Once they get in the ring, Clubber also pummels Rocky but good; inducing a coronary in Mickey.
With his trainer dead and his title lost, Rocky’s despair only lifts when Apollo shows up to train him in the rundown gym he first trained at so Rocky can get “the eye of the tiger” back.
Despite all the excesses of the first half — both in Rocky’s choices and Stallone’s emerging style — this seeming self-awareness is the charm of a film that would otherwise be another middling chapter in Rocky’s life. As a writer, Stallone is warning himself of the very clear dangers present in his own celebrity. Through Apollo, he suggests the houses and motorcycles and European vacations with tall models might endanger his talents.

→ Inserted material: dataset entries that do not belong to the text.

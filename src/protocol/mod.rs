// src/protocol/mod.rs - Wire protocol spoken with the roof controller
pub mod frame;
pub mod handshake;

pub use frame::{
    decode, encode, Command, Frame, FrameScanner, Reply, Response, ScanStatus, Target, Value,
    Verb,
};
pub use handshake::ContactInfo;
/// Longest verb field accepted in either direction.
pub const MAX_COMMAND_LEN: usize = 15;
/// Longest target identifier the host will put on the wire.
pub const MAX_TARGET_LEN: usize = 15;
/// Longest target field accepted from the controller. NAK replies may carry
/// an error token here instead of the echoed command target.
pub const MAX_INBOUND_TARGET_LEN: usize = 31;
/// Longest value field accepted from the controller, sized for NAK error text.
pub const MAX_VALUE_LEN: usize = 127;
/// Outbound frames never exceed this many bytes.
pub const MAX_OUTBOUND_FRAME: usize = 63;
/// Inbound frames never exceed this many bytes.
pub const MAX_INBOUND_FRAME: usize = 255;

/// Target used by the contact handshake.
pub const CONTACT_TARGET: &str = "0";

const FRAME_START: u8 = b'(';
const FRAME_END: u8 = b')';
const DELIMITER: u8 = b':';

/// Verbs the host sends.
#[derive(Debug, Clone, Copy, PartialEq, Eq, Hash)]
pub enum Verb {
    /// Contact check, only ever sent with the `0` target.
    Con,
    Get,
    Set,
}

impl Verb {
    pub fn as_str(&self) -> &'static str {
        match self {
            Verb::Con => "CON",
            Verb::Get => "GET",
            Verb::Set => "SET",
        }
    }

    fn parse(text: &str) -> Option<Self> {
        match text {
            "CON" => Some(Verb::Con),
            "GET" => Some(Verb::Get),
            "SET" => Some(Verb::Set),
            _ => None,
        }
    }
}

/// Verbs the controller answers with.
#[derive(Debug, Clone, Copy, PartialEq, Eq, Hash)]
pub enum Reply {
    Ack,
    Nak,
}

Also, there are plenty of training montages, a weird prototype version of “Eye of the Tiger” Apollo uses to teach Rocky how to dance, Paulie’s latent racism when he discovers he’s one of three white people to ever enter Apollo’s hometown gym in Los Angeles, and the first instance of someone telling Rocky he can’t win. But within those story points are Stallone’s hallmarks as a director. Even in the rundown gyms, there’s a slickness to the photography and production design. The montages themselves are as much a signature of Stallone as characters staring into camera is Stanley Kubrick’s. The remaining grit of Avildsen’s aesthetic gets used up in re-igniting Rocky’s hunger to be the champion. From the moment Rocky and Adrian (Talia Shire) have a beach side chat about Rocky’s fears, the slick look dominates the series until 2006’s Rocky Balboa, when Stallone rediscovered a portion of the grit left back in Philly.

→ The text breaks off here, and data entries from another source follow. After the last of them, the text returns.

// src/actions.rs - Operator-defined auxiliary action slots
use crate::controller::RoofLink;
use crate::error::RoofError;
use crate::protocol::{Response, Target};
use crate::protocol::handshake::MAX_ACTIONS;
use crate::transport::ByteChannel;

/// One auxiliary on/off command. Slot indices are fixed for the life of the
/// registry.
#[derive(Debug, Clone, PartialEq, Eq)]
pub struct ActionSlot {
    index: usize,
    label: String,
    command: Target,
    status: Target,
    enabled: bool,
    active: bool,
    /// Whether `enabled` reflects the controller rather than saved configuration.
    synced: bool,
}

impl ActionSlot {
    fn new(index: usize) -> Result<Self, RoofError> {
        let number = index + 1;
        Ok(Self {
            index,
            label: placeholder_label(index),
            command: Target::new(format!("ACT{number}CMD"))?,
            status: Target::new(format!("ACT{number}STATE"))?,
            enabled: false,
            active: false,
            synced: false,
        })
    }

    pub fn index(&self) -> usize {
        self.index
    }

    pub fn label(&self) -> &str {
        &self.label
    }

    pub fn command(&self) -> &Target {
        &self.command
    }

    pub fn status(&self) -> &Target {
        &self.status
    }

    /// Last state the operator requested.
    pub fn enabled(&self) -> bool {
        self.enabled
    }

    /// Last state the controller returned for the slot's status switch.
    pub fn active(&self) -> bool {
        self.active
    }
}

fn placeholder_label(index: usize) -> String {
    format!("Action {}", index + 1)
}

/// Holds the eight action slots and how many of them the controller accepts.
#[derive(Debug, Clone)]
pub struct ActionRegistry {
    slots: Vec<ActionSlot>,
    available: usize,
}

impl ActionRegistry {
    pub fn new() -> Result<Self, RoofError> {
        let slots = (0..MAX_ACTIONS)
            .map(ActionSlot::new)
            .collect::<Result<Vec<_>, _>>()?;
        Ok(Self { slots, available: 0 })
    }

    /// Assigns slot labels in order. Empty labels get an `Action N`
    /// placeholder; a label already used by an earlier slot becomes
    /// `Duplicate Label N`, N being that earlier slot's index.
    pub fn configure<S: AsRef<str>>(&mut self, labels: &[S]) {
        // Labels as later slots compare against them: placeholders stay empty.
        let mut seen: Vec<String> = Vec::with_capacity(MAX_ACTIONS);
        for (index, slot) in self.slots.iter_mut().enumerate() {
            let requested = labels.get(index).map(|l| l.as_ref().trim()).unwrap_or("");
            if requested.is_empty() {
                slot.label = placeholder_label(index);
                seen.push(String::new());
                continue;
            }
            let label = match seen.iter().position(|earlier| earlier == requested) {
                Some(earlier) => {
                    tracing::warn!(
                        "Action label {:?} for slot {} duplicates slot {}",
                        requested,
                        index + 1,
                        earlier + 1
                    );
                    format!("Duplicate Label {earlier}")
                }
                None => requested.to_string(),
            };
            seen.push(label.clone());
            slot.label = label;
        }
    }

    /// Restores the operator's requested states, e.g. from saved configuration.
    /// The controller's status switch overrides them once it has been read.
    pub fn restore_enabled(&mut self, enabled: &[bool]) {
        for (slot, on) in self.slots.iter_mut().zip(enabled) {
            slot.enabled = *on;
            slot.synced = false;
        }
    }

    pub fn set_available(&mut self, available: usize) {
        self.available = available.min(MAX_ACTIONS);
    }

    /// Number of slots the controller declared during the handshake.
    pub fn available(&self) -> usize {
        self.available
    }

    pub fn slots(&self) -> &[ActionSlot] {
        &self.slots
    }

    pub fn slot(&self, index: usize) -> Option<&ActionSlot> {
        self.slots.get(index)
    }

    /// Switches one slot on or off. Requesting the state already held sends
    /// nothing and returns `false`. A slot not yet read back from the
    /// controller reads its status switch first.
    pub async fn set<C: ByteChannel>(
        &mut self,
        link: &mut RoofLink<C>,
        index: usize,
        on: bool,
    ) -> Result<bool, RoofError> {
        if index >= self.available {
            return Err(RoofError::UnknownAction {
                slot: index,
                available: self.available,
            });
        }
        let slot = &mut self.slots[index];
        if !slot.synced {
            match link.read_switch(&slot.status).await {
                Ok(state) => {
                    slot.enabled = state;
                    slot.active = state;
                    slot.synced = true;
                }
                Err(e) => tracing::warn!("Unable to read status of action {}, sending anyway: {}", slot.label, e),
            }
        }
        if slot.synced && slot.enabled == on {
            tracing::debug!("Action {} is already {}", slot.label, if on { "on" } else { "off" });
            return Ok(false);
        }
        link.push_button(&slot.command, on).await?;
        slot.enabled = on;
        slot.synced = true;
        tracing::info!("Action {} switched {}", slot.label, if on { "on" } else { "off" });
        Ok(true)
    }

    /// Reads the status switch of every usable slot. A failed read reports the
    /// slot with the fallback reply's state.
    pub async fn refresh<C: ByteChannel>(&mut self, link: &mut RoofLink<C>) {
        for slot in self.slots.iter_mut().take(self.available) {
            slot.active = match link.read_switch(&slot.status).await {
                Ok(state) => {
                    if !slot.synced {
                        slot.enabled = state;
                        slot.synced = true;
                    }
                    state
                }
                Err(e) => {
                    tracing::warn!("Unable to read status of action {}: {}", slot.label, e);
                    Response::fallback().switch_state()
                }
            };
        }
    }
}

#[cfg(test)]
mod tests {
    use super::*;
    use crate::transport::{IoChannel, Transport};
    use std::time::Duration;
    use tokio_test::io::Builder;
    use tokio_test::assert_ok;

    fn labels(registry: &ActionRegistry) -> Vec<&str> {
        registry.slots().iter().map(|s| s.label()).collect()
    }

    #[test]
    fn test_default_slots() {
        let registry = ActionRegistry::new().unwrap();
        assert_eq!(registry.slots().len(), MAX_ACTIONS);
        let slot = registry.slot(2).unwrap();
        assert_eq!(slot.label(), "Action 3");
        assert_eq!(slot.command().as_str(), "ACT3CMD");
        assert_eq!(slot.status().as_str(), "ACT3STATE");
        assert_eq!(registry.available(), 0);
    }

    #[test]
    fn test_configure_fills_placeholders() {
        let mut registry = ActionRegistry::new().unwrap();
        registry.configure(&["Dew heater", "", "Fan"]);
        assert_eq!(
            labels(&registry),
            vec!["Dew heater", "Action 2", "Fan", "Action 4", "Action 5", "Action 6", "Action 7", "Action 8"]
        );
    }

    #[test]
    fn test_configure_first_label_wins() {
        let mut registry = ActionRegistry::new().unwrap();
        registry.configure(&["Light", "Fan", "Light", "Heater", "Fan"]);
        let labels = labels(&registry);
        assert_eq!(labels[0], "Light");
        assert_eq!(labels[1], "Fan");
        assert_eq!(labels[2], "Duplicate Label 0");
        assert_eq!(labels[3], "Heater");
        assert_eq!(labels[4], "Duplicate Label 1");
    }

    #[test]
    fn test_placeholders_are_not_duplicate_checked() {
        let mut registry = ActionRegistry::new().unwrap();
        registry.configure(&["", "", "Action 1"]);
        let labels = labels(&registry);
        assert_eq!(labels[0], "Action 1");
        assert_eq!(labels[1], "Action 2");
        assert_eq!(labels[2], "Action 1");
    }

    #[test]
    fn test_available_is_capped() {
        let mut registry = ActionRegistry::new().unwrap();
        registry.set_available(12);
        assert_eq!(registry.available(), MAX_ACTIONS);
    }

    #[tokio::test]
    async fn test_refresh_seeds_once_and_falls_back_on_nak() {
        let mock = Builder::new()
            .write(b"(CON:0:0)")
            .read(b"(ACK:0:V1[ACT1])")
            .write(b"(GET:ACT1STATE:0)")
            .read(b"(ACK:ACT1STATE:ON)")
            .write(b"(GET:ACT1STATE:0)")
            .read(b"(NAK:ACT1STATE:BUSY)")
            .build();
        let mut link = RoofLink::with_press_delay(Transport::new(IoChannel::new(mock)), Duration::ZERO);
        let info = assert_ok!(link.initial_contact().await);

        let mut registry = ActionRegistry::new().unwrap();
        registry.restore_enabled(&[false]);
        registry.set_available(info.action_count);

        registry.refresh(&mut link).await;
        let slot = registry.slot(0).unwrap();
        assert!(slot.active());
        assert!(slot.enabled());

        registry.refresh(&mut link).await;
        let slot = registry.slot(0).unwrap();
        assert_eq!(slot.active(), Response::fallback().switch_state());
        assert!(!slot.active());
        // A failed read does not overwrite the seeded request.
        assert!(slot.enabled());
    }
}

But don’t let the highfalutin’ film school musings about the film mislead you, Rocky III is still a cheesy movie. Its characters move to the dictates of plot — yes, even Paulie’s racism — and its whole presentation stands alongside the inherent cheesiness of subsequent Stallone films like the next year’s Staying Alive, the previously discussed Rocky IV and even a much later film like The Expendables. And, perhaps, that last vestige of Avildsen’s style left in the film is all the more remarkable in contrast to the Stallone gestalt which emerges even as Rocky hits one of his lowest places in the overall narrative.

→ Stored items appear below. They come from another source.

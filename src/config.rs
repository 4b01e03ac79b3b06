//! # Roof Controller Configuration
//!
//! Settings for the serial link, the roof's device-side targets and timing,
//! the operator action slots, and the simulated controller.
//!
//! ## Example: TOML Configuration
//!
//! ```toml
//! simulation = false
//!
//! [serial]
//! port = "/dev/ttyACM0"
//! baud = 38400
//!
//! [roof]
//! timeout_secs = 40
//! lock_enabled = true
//!
//! [roof.switches]
//! opened = "OPENED"
//! closed = "CLOSED"
//!
//! [[actions]]
//! label = "Dew heater"
//! ```
//!
//! - Every field is optional and falls back to the controller firmware's defaults.
//! - Target names must be non-empty, at most 15 characters, and free of `(`, `)` and `:`.

use std::time::Duration;

use serde::{Deserialize, Serialize};
use thiserror::Error;

use crate::controller::{CommandTargets, SwitchTargets};
use crate::motion::MotionTiming;
use crate::protocol::handshake::MAX_ACTIONS;
use crate::protocol::Target;

pub const MIN_TIMEOUT_SECS: u64 = 1;
pub const MAX_TIMEOUT_SECS: u64 = 300;

#[derive(Debug, Error)]
pub enum ConfigError {
    #[error("IO error: {0}")]
    Io(#[from] std::io::Error),
    #[error("TOML parse error: {0}")]
    Toml(#[from] toml::de::Error),
    #[error("Invalid configuration: {0}")]
    Invalid(String),
}

#[derive(Debug, Clone, Default, Deserialize, Serialize)]
pub struct Config {
    #[serde(default)]
    pub simulation: bool,
    #[serde(default)]
    pub serial: SerialConfig,
    #[serde(default)]
    pub roof: RoofConfig,
    #[serde(default)]
    pub actions: Vec<ActionConfig>,
    #[serde(default)]
    pub simulator: SimulatorConfig,
}

#[derive(Debug, Clone, Deserialize, Serialize)]
pub struct SerialConfig {
    #[serde(default = "default_port")]
    pub port: String,
    #[serde(default = "default_baud")]
    pub baud: u32,
    #[serde(default = "default_byte_timeout_secs")]
    pub byte_timeout_secs: u64,
}

impl Default for SerialConfig {
    fn default() -> Self {
        Self {
            port: default_port(),
            baud: default_baud(),
            byte_timeout_secs: default_byte_timeout_secs(),
        }
    }
}

#[derive(Debug, Clone, Deserialize, Serialize)]
pub struct RoofConfig {
    #[serde(default = "default_timeout_secs")]
    pub timeout_secs: u64,
    #[serde(default = "default_press_delay_ms")]
    pub press_delay_ms: u64,
    #[serde(default)]
    pub lock_enabled: bool,
    #[serde(default)]
    pub aux_enabled: bool,
    #[serde(default = "default_moving_poll_ms")]
    pub moving_poll_ms: u64,
    #[serde(default = "default_idle_poll_ms")]
    pub idle_poll_ms: u64,
    #[serde(default)]
    pub switches: SwitchConfig,
    #[serde(default)]
    pub commands: CommandConfig,
}

impl Default for RoofConfig {
    fn default() -> Self {
        Self {
            timeout_secs: default_timeout_secs(),
            press_delay_ms: default_press_delay_ms(),
            lock_enabled: false,
            aux_enabled: false,
            moving_poll_ms: default_moving_poll_ms(),
            idle_poll_ms: default_idle_poll_ms(),
            switches: SwitchConfig::default(),
            commands: CommandConfig::default(),
        }
    }
}

/// `GET` targets of the four status switches.
#[derive(Debug, Clone, Deserialize, Serialize)]
pub struct SwitchConfig {
    #[serde(default = "default_opened")]
    pub opened: String,
    #[serde(default = "default_closed")]
    pub closed: String,
    #[serde(default = "default_locked")]
    pub locked: String,
    #[serde(default = "default_aux_state")]
    pub aux: String,
}

impl Default for SwitchConfig {
    fn default() -> Self {
        Self {
            opened: default_opened(),
            closed: default_closed(),
            locked: default_locked(),
            aux: default_aux_state(),
        }
    }
}

/// `SET` targets of the roof buttons.
#[derive(Debug, Clone, Deserialize, Serialize)]
pub struct CommandConfig {
    #[serde(default = "default_open")]
    pub open: String,
    #[serde(default = "default_close")]
    pub close: String,
    #[serde(default = "default_abort")]
    pub abort: String,
    #[serde(default = "default_lock")]
    pub lock: String,
    #[serde(default = "default_aux_set")]
    pub aux: String,
}

impl Default for CommandConfig {
    fn default() -> Self {
        Self {
            open: default_open(),
            close: default_close(),
            abort: default_abort(),
            lock: default_lock(),
            aux: default_aux_set(),
        }
    }
}

#[derive(Debug, Clone, Default, Deserialize, Serialize)]
pub struct ActionConfig {
    #[serde(default)]
    pub label: String,
    #[serde(default)]
    pub enabled: bool,
}

#[derive(Debug, Clone, Deserialize, Serialize)]
pub struct SimulatorConfig {
    #[serde(default = "default_travel_secs")]
    pub travel_secs: u64,
    #[serde(default)]
    pub action_count: usize,
    #[serde(default = "default_version")]
    pub version: String,
}

impl Default for SimulatorConfig {
    fn default() -> Self {
        Self {
            travel_secs: default_travel_secs(),
            action_count: 0,
            version: default_version(),
        }
    }
}

impl Config {
    pub fn validate(&self) -> Result<(), ConfigError> {
        let timeout = self.roof.timeout_secs;
        if !(MIN_TIMEOUT_SECS..=MAX_TIMEOUT_SECS).contains(&timeout) {
            return Err(ConfigError::Invalid(format!(
                "roof.timeout_secs must be between {} and {}, got {}",
                MIN_TIMEOUT_SECS, MAX_TIMEOUT_SECS, timeout
            )));
        }
        if self.actions.len() > MAX_ACTIONS {
            return Err(ConfigError::Invalid(format!(
                "At most {} actions can be configured, got {}",
                MAX_ACTIONS,
                self.actions.len()
            )));
        }
        if self.simulator.action_count > MAX_ACTIONS {
            return Err(ConfigError::Invalid(format!(
                "simulator.action_count must be at most {}",
                MAX_ACTIONS
            )));
        }
        self.switch_targets()?;
        self.command_targets()?;
        Ok(())
    }

    pub fn switch_targets(&self) -> Result<SwitchTargets, ConfigError> {
        let s = &self.roof.switches;
        Ok(SwitchTargets {
            opened: target("roof.switches.opened", &s.opened)?,
            closed: target("roof.switches.closed", &s.closed)?,
            locked: target("roof.switches.locked", &s.locked)?,
            aux: target("roof.switches.aux", &s.aux)?,
        })
    }

    pub fn command_targets(&self) -> Result<CommandTargets, ConfigError> {
        let c = &self.roof.commands;
        Ok(CommandTargets {
            open: target("roof.commands.open", &c.open)?,
            close: target("roof.commands.close", &c.close)?,
            abort: target("roof.commands.abort", &c.abort)?,
            lock: target("roof.commands.lock", &c.lock)?,
            aux: target("roof.commands.aux", &c.aux)?,
        })
    }

    pub fn motion_timing(&self) -> MotionTiming {
        MotionTiming {
            timeout: Duration::from_secs(self.roof.timeout_secs),
            moving_poll: Duration::from_millis(self.roof.moving_poll_ms),
            idle_poll: Duration::from_millis(self.roof.idle_poll_ms),
        }
    }

    pub fn press_delay(&self) -> Duration {
        Duration::from_millis(self.roof.press_delay_ms)
    }

    pub fn byte_timeout(&self) -> Duration {
        Duration::from_secs(self.serial.byte_timeout_secs)
    }

    pub fn action_labels(&self) -> Vec<&str> {
        self.actions.iter().map(|a| a.label.as_str()).collect()
    }

    pub fn action_enabled(&self) -> Vec<bool> {
        self.actions.iter().map(|a| a.enabled).collect()
    }
}

fn target(key: &str, name: &str) -> Result<Target, ConfigError> {
    Target::new(name).map_err(|e| ConfigError::Invalid(format!("{}: {}", key, e)))
}

fn default_port() -> String { "/dev/ttyACM0".to_string() }
fn default_baud() -> u32 { 38400 }
fn default_byte_timeout_secs() -> u64 { 3 }
fn default_timeout_secs() -> u64 { 40 }
fn default_press_delay_ms() -> u64 { 1000 }
fn default_moving_poll_ms() -> u64 { 1000 }
fn default_idle_poll_ms() -> u64 { 4000 }
fn default_opened() -> String { "OPENED".to_string() }
fn default_closed() -> String { "CLOSED".to_string() }
fn default_locked() -> String { "LOCKED".to_string() }
fn default_aux_state() -> String { "AUXSTATE".to_string() }
fn default_open() -> String { "OPEN".to_string() }
fn default_close() -> String { "CLOSE".to_string() }
fn default_abort() -> String { "ABORT".to_string() }
fn default_lock() -> String { "LOCK".to_string() }
fn default_aux_set() -> String { "AUXSET".to_string() }
fn default_travel_secs() -> u64 { 35 }
fn default_version() -> String { "V1.3-0".to_string() }

/// Reads, parses and validates a configuration file.
pub fn load_config(path: &str) -> Result<Config, ConfigError> {
    let contents = match std::fs::read_to_string(path) {
        Ok(contents) => contents,
        Err(e) => {
            tracing::error!("Failed to read config file '{}': {}", path, e);
            return Err(ConfigError::Io(e));
        }
    };
    let config: Config = match toml::from_str(&contents) {
        Ok(config) => config,
        Err(e) => {
            tracing::error!("Failed to parse config TOML: {}", e);
            return Err(ConfigError::Toml(e));
        }
    };
    if let Err(e) = config.validate() {
        tracing::error!("{}", e);
        return Err(e);
    }
    Ok(config)
}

Then there’s that song: a supreme work of cheese so potent, it can become something so genuine in the right context and then find itself backing a Bounce ad on television the next day. In some ways, “Eye of the Tiger’s” legacy looms larger than Rocky III at this point. Perhaps because it skirts that space where cheese and genuine acceptable sentiment co-exist; much like the film itself.
Rocky III is available for rent on the usual streaming platforms and on a Rocky Blu-ray collection wherever physical media is sold.